### DATA UNDER STUDY:
//! Enemies, their definitions and the entity factory
//!
//! An enemy is plain data plus a `&'static EnemyDefinition`. All behavior
//! lives behind the definition's [`EnemyBehavior`] trait object, so content
//! modules add new enemy types without touching the simulation loop.

use std::collections::BTreeMap;
use std::fmt;

use glam::Vec2;
use rand::Rng;
use serde::{Deserialize, Serialize};

use super::bullet::Bullet;
use super::collision::Circle;
use super::disc::{AreaId, DiscId};
use super::hero::{hero_attacks_per_second_at_level, hero_damage_at_level, hero_max_life_at_level};
use super::items::Enchantment;
use super::state::GameState;
use crate::consts::*;
use crate::render::Canvas;

/// Stable arena key; `area` ties the enemy to the cell or dungeon that spawned it
#[derive(Debug, Clone, Copy, PartialEq, Eq, Hash, PartialOrd, Ord, Serialize, Deserialize)]
pub struct EnemyId {
    pub area: AreaId,
    pub serial: u32,
}

impl EnemyId {
    pub fn new(area: AreaId, serial: u32) -> Self {
        Self { area, serial }
    }
}

/// Multipliers on the hero-relative baseline stats
#[derive(Debug, Clone, Copy, PartialEq)]
pub struct StatFactors {
    pub max_life: f32,
    pub damage: f32,
    pub armor: f32,
    /// Attacks per second (absolute, not relative)
    pub attack_speed: f32,
    pub speed: f32,
}

impl StatFactors {
    pub const DEFAULT: StatFactors = StatFactors {
        max_life: 1.0,
        damage: 1.0,
        armor: 1.0,
        attack_speed: 1.0,
        speed: 1.0,
    };
}

impl Default for StatFactors {
    fn default() -> Self {
        Self::DEFAULT
    }
}

/// A value in an enemy's per-instance parameter bag
#[derive(Debug, Clone, Copy, PartialEq)]
pub enum ParamValue {
    Number(f32),
    Point(Vec2),
    Flag(bool),
}

/// Typed per-instance state used by enemy behaviors
///
/// Keys are behavior-local names; a missing key reads as zero/false/None.
#[derive(Debug, Clone, Default, PartialEq)]
pub struct Params(BTreeMap<&'static str, ParamValue>);

impl Params {
    pub fn number(&self, key: &str) -> f32 {
        match self.0.get(key) {
            Some(ParamValue::Number(value)) => *value,
            _ => 0.0,
        }
    }

    pub fn set_number(&mut self, key: &'static str, value: f32) {
        self.0.insert(key, ParamValue::Number(value));
    }

    pub fn point(&self, key: &str) -> Option<Vec2> {
        match self.0.get(key) {
            Some(ParamValue::Point(point)) => Some(*point),
            _ => None,
        }
    }

    pub fn set_point(&mut self, key: &'static str, point: Vec2) {
        self.0.insert(key, ParamValue::Point(point));
    }

    pub fn flag(&self, key: &str) -> bool {
        matches!(self.0.get(key), Some(ParamValue::Flag(true)))
    }

    pub fn set_flag(&mut self, key: &'static str, flag: bool) {
        self.0.insert(key, ParamValue::Flag(flag));
    }

    pub fn remove(&mut self, key: &str) -> Option<ParamValue> {
        self.0.remove(key)
    }
}

/// Per-type behavior hooks
///
/// Only `update` is required. Hooks receive the enemy detached from the
/// arena, so they may freely mutate `state` (spawn bullets, minions, loot).
pub trait EnemyBehavior: Sync {
    /// Advance the enemy's mode machine by one frame
    fn update(&self, state: &mut GameState, enemy: &mut Enemy);

    fn render(&self, canvas: &mut dyn Canvas, _state: &GameState, enemy: &Enemy) {
        canvas.fill_circle(enemy.pos, enemy.radius, enemy.definition.color);
    }

    /// Called after a surviving hit
    fn on_hit(&self, _state: &mut GameState, _enemy: &mut Enemy, _bullet: &Bullet) {}

    /// Adjust incoming damage (after armor); returns the damage to apply
    fn on_damage(&self, _state: &mut GameState, _enemy: &mut Enemy, damage: f32) -> f32 {
        damage
    }

    fn on_death(&self, _state: &mut GameState, _enemy: &mut Enemy) {}

    /// Enchantment dropped when this enemy dies as a boss
    fn get_enchantment(&self, _state: &mut GameState, _enemy: &Enemy) -> Option<Enchantment> {
        None
    }
}

/// Static description of an enemy type
///
/// Variants are derived from a base record with the `const fn` builders:
///
/// ```ignore
/// pub static BIG_SLIME: EnemyDefinition = SLIME_BASE.named("Big Slime").with_radius(36.0);
/// ```
#[derive(Clone, Copy)]
pub struct EnemyDefinition {
    pub name: &'static str,
    pub stat_factors: StatFactors,
    pub radius: f32,
    /// Chance to drop a basic item on death
    pub drop_chance: f32,
    pub experience_factor: f32,
    /// Chance for a boss to leave a portal to a deeper dungeon on death
    pub portal_chance: f32,
    pub initial_mode: &'static str,
    /// 0xRRGGBB
    pub color: u32,
    pub behavior: &'static dyn EnemyBehavior,
}

impl EnemyDefinition {
    pub const fn new(name: &'static str, behavior: &'static dyn EnemyBehavior) -> Self {
        Self {
            name,
            stat_factors: StatFactors::DEFAULT,
            radius: 20.0,
            drop_chance: 0.1,
            experience_factor: 1.0,
            portal_chance: 0.0,
            initial_mode: "choose",
            color: 0xcc3333,
            behavior,
        }
    }

    pub const fn named(mut self, name: &'static str) -> Self {
        self.name = name;
        self
    }

    pub const fn with_stat_factors(mut self, stat_factors: StatFactors) -> Self {
        self.stat_factors = stat_factors;
        self
    }

    pub const fn with_radius(mut self, radius: f32) -> Self {
        self.radius = radius;
        self
    }

    pub const fn with_drop_chance(mut self, drop_chance: f32) -> Self {
        self.drop_chance = drop_chance;
        self
    }

    pub const fn with_experience_factor(mut self, experience_factor: f32) -> Self {
        self.experience_factor = experience_factor;
        self
    }

    pub const fn with_portal_chance(mut self, portal_chance: f32) -> Self {
        self.portal_chance = portal_chance;
        self
    }

    pub const fn with_initial_mode(mut self, mode: &'static str) -> Self {
        self.initial_mode = mode;
        self
    }

    pub const fn with_color(mut self, color: u32) -> Self {
        self.color = color;
        self
    }

    pub const fn with_behavior(mut self, behavior: &'static dyn EnemyBehavior) -> Self {
        self.behavior = behavior;
        self
    }
}

impl fmt::Debug for EnemyDefinition {
    fn fmt(&self, f: &mut fmt::Formatter<'_>) -> fmt::Result {
        f.debug_struct("EnemyDefinition")
            .field("name", &self.name)
            .field("stat_factors", &self.stat_factors)
            .field("radius", &self.radius)
            .field("drop_chance", &self.drop_chance)
            .field("experience_factor", &self.experience_factor)
            .field("portal_chance", &self.portal_chance)
            .field("initial_mode", &self.initial_mode)
            .finish_non_exhaustive()
    }
}

/// A live enemy instance
#[derive(Debug, Clone)]
pub struct Enemy {
    pub id: EnemyId,
    pub pos: Vec2,
    pub radius: f32,
    pub life: f32,
    pub max_life: f32,
    pub armor: f32,
    pub base_armor: f32,
    pub damage: f32,
    pub attacks_per_second: f32,
    pub speed: f32,
    /// Facing angle (radians)
    pub theta: f32,
    pub mode: &'static str,
    /// Milliseconds spent in the current mode
    pub mode_time: f32,
    pub params: Params,
    /// Disc the enemy currently stands on
    pub disc: Option<DiscId>,
    /// Disc the enemy was spawned on
    pub home: DiscId,
    pub minions: Vec<EnemyId>,
    pub master: Option<EnemyId>,
    pub invulnerable: bool,
    pub level: u32,
    pub definition: &'static EnemyDefinition,
}

impl Enemy {
    #[inline]
    pub fn is_alive(&self) -> bool {
        self.life > 0.0
    }

    /// Switch modes; the mode timer only restarts on an actual change
    pub fn set_mode(&mut self, mode: &'static str) {
        if self.mode != mode {
            self.mode = mode;
            self.mode_time = 0.0;
        }
    }

    /// Milliseconds between attacks
    pub fn attack_cooldown(&self) -> f32 {
        1000.0 / self.attacks_per_second.max(0.01)
    }

    /// Step toward `target` at `speed_factor` times normal speed; returns true on arrival
    pub fn move_toward(&mut self, target: Vec2, speed_factor: f32) -> bool {
        let step = self.speed * speed_factor * FRAME_SECONDS;
        let offset = target - self.pos;
        let distance = offset.length();
        if distance <= step {
            self.pos = target;
            return true;
        }
        self.theta = crate::heading(offset);
        self.pos += offset / distance * step;
        false
    }

    /// Step along the facing direction
    pub fn move_forward(&mut self, speed_factor: f32) {
        self.pos += crate::polar_to_cartesian(self.speed * speed_factor * FRAME_SECONDS, self.theta);
    }
}

impl Circle for Enemy {
    fn center(&self) -> Vec2 {
        self.pos
    }

    fn radius(&self) -> f32 {
        self.radius
    }
}

/// Seconds a `max_life = 1` enemy of `level` survives the hero's damage output
pub fn fight_duration(level: u32) -> f32 {
    BASE_FIGHT_DURATION + FIGHT_DURATION_PER_LEVEL * level as f32
}

/// Build an enemy with vitals derived from the hero baseline at `level`
pub fn create_enemy<R: Rng>(
    rng: &mut R,
    id: EnemyId,
    pos: Vec2,
    home: DiscId,
    definition: &'static EnemyDefinition,
    level: u32,
) -> Enemy {
    let factors = definition.stat_factors;
    let hero_dps = hero_damage_at_level(level) * hero_attacks_per_second_at_level(level);
    let max_life = hero_dps * fight_duration(level) * factors.max_life;
    let armor = hero_damage_at_level(level) * ENEMY_ARMOR_FRACTION * factors.armor;
    let jitter = rng.random_range(1.0 - SPEED_JITTER..1.0 + SPEED_JITTER);
    Enemy {
        id,
        pos,
        radius: definition.radius,
        life: max_life,
        max_life,
        armor,
        base_armor: armor,
        damage: hero_max_life_at_level(level) * ENEMY_DAMAGE_FRACTION * factors.damage,
        attacks_per_second: factors.attack_speed,
        speed: ENEMY_BASE_SPEED * factors.speed * jitter,
        theta: 0.0,
        mode: definition.initial_mode,
        mode_time: 0.0,
        params: Params::default(),
        disc: Some(home),
        home,
        minions: Vec::new(),
        master: None,
        invulnerable: false,
        level,
        definition,
    }
}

### PROBLEM TO SOLVE:
Please reply with an exact copy of the lines above, starting at the first and ending at the line that holds "use crate::render::Canvas;".

### SOLUTION BELOW:
//! Enemies, their definitions and the entity factory
//!
//! An enemy is plain data plus a `&'static EnemyDefinition`. All behavior
//! lives behind the definition's [`EnemyBehavior`] trait object, so content
//! modules add new enemy types without touching the simulation loop.

use std::collections::BTreeMap;
use std::fmt;

use glam::Vec2;
use rand::Rng;
use serde::{Deserialize, Serialize};

use super::bullet::Bullet;
use super::collision::Circle;
use super::disc::{AreaId, DiscId};
use super::hero::{hero_attacks_per_second_at_level, hero_damage_at_level, hero_max_life_at_level};
use super::items::Enchantment;
use super::state::GameState;
use crate::consts::*;
use crate::render::Canvas;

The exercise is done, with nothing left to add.